Tuttavia, non vi è nessun cenno, nei decreti, sulla possibilità di essere trattenuti senza l’avallo del giudice oltre il tempo previsto ( 48 ore) dalla normativa italiana. Ciò vale per qualsiasi persona e, dunque, anche per i minori.

Taranto: hotspot fabbrica di violazioni per i migranti

L’hotspot di Taranto si trova nella zona di un vecchio parcheggio nei pressi della zona industriale tarantina, una delle aree più inquinate d’Italia. È una struttura realizzata su circa 10 mila metri quadrati al varco nord del porto. Qui dentro, tra tende e container, all’ombra delle ciminiere di Ilva e Cementir, vengono svolte le operazioni di prima assistenza e di identificazione dei migranti che sbarcano per la prima volta in Italia. Ma soprattutto sono identificate le persone che provengono da Ventimiglia.

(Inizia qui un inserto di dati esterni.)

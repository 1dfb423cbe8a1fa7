#![warn(missing_docs)]
#![warn(clippy::missing_docs_in_private_items)]

use std::fmt::Display;

use serde::{Deserialize, Serialize};
use tabled::Tabled;
use typed_builder::TypedBuilder;

#[derive(Tabled, Clone, Debug, PartialEq, TypedBuilder, Serialize, Deserialize)]
#[builder(field_defaults(setter(into)))]
#[builder(doc)]
/// A comment that matched no error code and carried no override
pub struct UnresolvedComment {
    #[tabled(rename = "Entity")]
    /// * `entity_id`: the entity the comment was written about
    pub entity_id: String,
    #[tabled(rename = "Comment")]
    /// * `comment`: the comment as it appeared after cleaning
    pub comment:   String,
}

impl Display for UnresolvedComment {
    fn fmt(&self, f: &mut std::fmt::Formatter<'_>) -> std::fmt::Result {
        write!(f, "{}: `{}`", self.entity_id, self.comment)
    }
}

#[derive(Clone, Debug, PartialEq, TypedBuilder, Serialize, Deserialize)]
#[builder(doc)]
/// Final grade of one entity
pub struct GradeResult {
    /// * `entity_id`: the graded entity
    #[builder(setter(into))]
    pub entity_id:           String,
    /// * `final_grade`: default grade plus every resolved delta, never clamped
    pub final_grade:         f64,
    /// * `unresolved_comments`: comments that contributed nothing, in order
    #[builder(default)]
    pub unresolved_comments: Vec<String>,
}

impl GradeResult {
    /// Whether any comment of this entity went unresolved.
    pub fn has_unresolved(&self) -> bool {
        !self.unresolved_comments.is_empty()
    }
}

/// Everything one grading run produces
#[derive(Clone, Debug, Default, PartialEq, Serialize, Deserialize)]
pub struct GradeReport {
    /// Per-entity results in input order.
    pub results:       Vec<GradeResult>,
    /// Every unresolved comment across all entities, in the order found.
    pub unresolved:    Vec<UnresolvedComment>,
    /// Entities that ended below zero.
    pub below_zero:    Vec<String>,
    /// Entities that ended above the ceiling.
    pub above_ceiling: Vec<String>,
    /// Ceiling that `above_ceiling` was checked against.
    pub ceiling:       f64,
}

impl GradeReport {
    /// Final grades in input order.
    pub fn grades(&self) -> Vec<f64> {
        self.results.iter().map(|r| r.final_grade).collect()
    }

    /// Result for `entity_id`, if it was graded.
    pub fn get(&self, entity_id: &str) -> Option<&GradeResult> {
        self.results.iter().find(|r| r.entity_id == entity_id)
    }

    /// Whether any grade fell outside `0..=ceiling`.
    pub fn has_range_violations(&self) -> bool {
        !self.below_zero.is_empty() || !self.above_ceiling.is_empty()
    }
}
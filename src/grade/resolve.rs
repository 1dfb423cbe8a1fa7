#![warn(missing_docs)]
#![warn(clippy::missing_docs_in_private_items)]

use std::fmt;

use serde::{Deserialize, Serialize};

use crate::codes::ErrorCodeTable;

/// Errors that stop a comment from being resolved at all.
#[derive(thiserror::Error, Debug, PartialEq)]
pub enum ResolveError {
    /// A `CODE(max/n)` override names a code the table does not have.
    #[error("`{comment}` divides the penalty of `{code}`, which is not in the error-code table")]
    MissingBaseCode {
        /// code in front of the parenthesis
        code:    String,
        /// the whole comment
        comment: String,
    },
    /// The text inside the parenthesis is not a usable number.
    #[error("Cannot apply the override in `{comment}`: {reason}")]
    InvalidOverride {
        /// the whole comment
        comment: String,
        /// what is wrong with it
        reason:  String,
    },
}

/// How a comment turned into a grade adjustment.
#[derive(Clone, Debug, PartialEq, Serialize, Deserialize)]
#[serde(rename_all = "snake_case")]
pub enum PenaltyOutcome {
    /// The comment is an error code; carries the code's penalty.
    Matched(f64),
    /// The comment carried its own `(n)` or `(max/n)` override.
    Overridden(f64),
    /// Neither a code nor an override; carries the raw comment.
    Unknown(String),
}

impl PenaltyOutcome {
    /// The number to add to the grade.
    pub fn delta(&self) -> f64 {
        match self {
            PenaltyOutcome::Matched(d) | PenaltyOutcome::Overridden(d) => *d,
            PenaltyOutcome::Unknown(_) => 0.0,
        }
    }

    /// Whether the comment was left unresolved.
    pub fn is_unknown(&self) -> bool {
        matches!(self, PenaltyOutcome::Unknown(_))
    }
}

impl fmt::Display for PenaltyOutcome {
    fn fmt(&self, f: &mut fmt::Formatter<'_>) -> fmt::Result {
        match self {
            PenaltyOutcome::Matched(d) => write!(f, "matched ({d:+})"),
            PenaltyOutcome::Overridden(d) => write!(f, "overridden ({d:+})"),
            PenaltyOutcome::Unknown(c) => write!(f, "unknown `{c}`"),
        }
    }
}

/// Parses an override number, naming `what` it was in the error.
fn parse_number(text: &str, comment: &str, what: &str) -> Result<f64, ResolveError> {
    text.trim()
        .parse::<f64>()
        .map_err(|_| ResolveError::InvalidOverride {
            comment: comment.to_string(),
            reason:  format!("{what} `{}` is not a number", text.trim()),
        })
}

/// Resolves one comment against the table.
///
/// An exact table match always wins. Otherwise a comment ending in `)` is an
/// override: `CODE(n)` adds `n` as is, `CODE(max/n)` adds the penalty of
/// `CODE` divided by `n`. Anything else is `Unknown` and adds nothing.
pub fn resolve(comment: &str, table: &ErrorCodeTable) -> Result<PenaltyOutcome, ResolveError> {
    if let Some(penalty) = table.lookup(comment) {
        return Ok(PenaltyOutcome::Matched(penalty.delta()));
    }

    let open = match comment.find('(') {
        Some(open) if comment.ends_with(')') => open,
        _ => return Ok(PenaltyOutcome::Unknown(comment.to_string())),
    };
    let base = comment[..open].trim_end();
    let expr = &comment[open + 1..comment.len() - 1];

    let delta = match expr.split_once('/') {
        Some((_, divisor)) => {
            let penalty = table
                .lookup(base)
                .ok_or_else(|| ResolveError::MissingBaseCode {
                    code:    base.to_string(),
                    comment: comment.to_string(),
                })?;
            let divisor = parse_number(divisor, comment, "divisor")?;
            if divisor == 0.0 {
                return Err(ResolveError::InvalidOverride {
                    comment: comment.to_string(),
                    reason:  "divisor is zero".into(),
                });
            }
            penalty.delta() / divisor
        }
        None => parse_number(expr, comment, "override")?,
    };

    Ok(PenaltyOutcome::Overridden(delta))
}
#![warn(missing_docs)]
#![warn(clippy::missing_docs_in_private_items)]

//! # gradetally
//!
//! Grades an annotation file against an error-code table and prints the
//! grades, anything that needs attention, and the grade distribution.
//!
//! Defaults can be set with `GRADETALLY_DEFAULT_GRADE`, `GRADETALLY_RANGE`
//! and `GRADETALLY_TAB_FALLBACK`, in the environment or a `.env` file.

use std::path::PathBuf;

use anyhow::{Context, Result};
use bpaf::*;
use dotenvy::dotenv;
use gradetally::{ErrorCodeTable, FormatPolicy, GradingConfig, grade_files, report};
use tracing::{Level, metadata::LevelFilter};
use tracing_subscriber::{fmt, prelude::*, util::SubscriberInitExt};

/// Options of the `grade` command.
#[derive(Debug, Clone)]
struct GradeOpts {
    /// Default grade override
    default_grade: Option<f64>,
    /// Range constraint override
    range:         Option<f64>,
    /// Read unknown table extensions as tsv
    tab_fallback:  bool,
    /// Print JSON instead of tables
    json:          bool,
    /// Annotation file
    annotations:   PathBuf,
    /// Error-code table
    codes:         PathBuf,
}

/// Top-level CLI commands.
#[derive(Debug, Clone)]
enum Cmd {
    /// Grade an annotation file
    Grade(GradeOpts),
    /// Print an error-code table
    Codes(bool, PathBuf),
}

/// Parse the command line arguments and return the verbosity and a `Cmd`
fn options() -> (bool, Cmd) {
    /// parses the tab-separated fallback switch
    fn fallback() -> impl Parser<bool> {
        long("tab-fallback")
            .help("Read error-code tables with unknown extensions as tab-separated")
            .switch()
    }

    /// parses the error-code table path
    fn table_path() -> impl Parser<PathBuf> {
        positional("CODES").help("Error-code table (.tsv, .csv, .xls or .xlsx)")
    }

    let default_grade = long("default-grade")
        .help("Grade every entity starts from (default 100)")
        .argument::<f64>("GRADE")
        .optional();
    let range = long("range")
        .help("Ceiling replacing 100 for range checks and histogram bins")
        .argument::<f64>("MAX")
        .optional();
    let tab_fallback = fallback();
    let json = long("json")
        .help("Print the report and summary as JSON")
        .switch();
    let annotations = positional::<PathBuf>("ANNOTATIONS").help("Manual grading file");
    let codes = table_path();

    let grade_cmd = construct!(GradeOpts {
        default_grade,
        range,
        tab_fallback,
        json,
        annotations,
        codes,
    })
    .map(Cmd::Grade)
    .to_options()
    .command("grade")
    .help("Grade an annotation file against an error-code table");

    let codes_cmd = construct!(Cmd::Codes(fallback(), table_path()))
        .to_options()
        .command("codes")
        .help("Print the contents of an error-code table");

    let verbose = short('v')
        .long("verbose")
        .help("Show debug logs")
        .switch();
    let cmd = construct!([grade_cmd, codes_cmd]);

    construct!(verbose, cmd)
        .to_options()
        .descr("Turns grading annotations into grades")
        .run()
}

/// Applies command line overrides on top of the environment configuration.
fn config_for(opts: &GradeOpts) -> Result<GradingConfig> {
    let mut config = GradingConfig::from_env().context("Invalid GRADETALLY_* setting")?;
    if let Some(default_grade) = opts.default_grade {
        config.default_grade = default_grade;
    }
    if opts.range.is_some() {
        config.range_constraint = opts.range;
    }
    if opts.tab_fallback {
        config.format_policy = FormatPolicy::TabFallback;
    }
    config.validate()?;
    Ok(config)
}

fn main() -> Result<()> {
    dotenv().ok();

    let (verbose, cmd) = options();

    let fmt = fmt::layer()
        .without_time()
        .with_file(false)
        .with_line_number(false)
        .with_writer(std::io::stderr);
    let filter_layer = LevelFilter::from_level(if verbose { Level::DEBUG } else { Level::INFO });
    tracing_subscriber::registry()
        .with(fmt)
        .with(filter_layer)
        .init();

    match cmd {
        Cmd::Grade(opts) => {
            let config = config_for(&opts)?;
            let grading = grade_files(&opts.annotations, &opts.codes, &config)?;

            if opts.json {
                println!("{}", serde_json::to_string_pretty(&grading)?);
                return Ok(());
            }

            println!("{}", report::grades_table(&grading.report));
            if let Some(diagnostics) = report::diagnostics(&grading.report) {
                println!("\n{diagnostics}");
            }
            match &grading.summary {
                Some(summary) => println!("\n{}", report::summary(summary)),
                None => eprintln!("No entities found in {}", opts.annotations.display()),
            }
        }
        Cmd::Codes(tab_fallback, path) => {
            let policy = if tab_fallback {
                FormatPolicy::TabFallback
            } else {
                GradingConfig::from_env()?.format_policy
            };
            let table = ErrorCodeTable::load(&path, policy)
                .with_context(|| format!("Could not load error codes from {}", path.display()))?;
            println!("{}", report::codes_table(&table));
        }
    };

    Ok(())
}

La struttura era già finita nel mirino della Corte europea per i diritti dell’uomo nel febbraio scorso per il meccanismo che è alla base del suo funzionamento. Quella volta lo stesso Dario Belluccio, insieme a un altro legale di Asgi, Salvatore Fachile, erano volati a Khartoum, capitale del Sudan, per incontrare e raccogliere le testimonianze di alcuni tra i quaranta cittadini sudanesi rimpatriati dall’Italia nell’agosto del 2016. Cinque di loro, poi, scelsero di ricorrere alla Cedu. Dice Fachile: «Anche la loro storia era cominciata a Taranto, in quella fabbrica di esclusione e di violazioni dei diritti umani chiamata hotspot».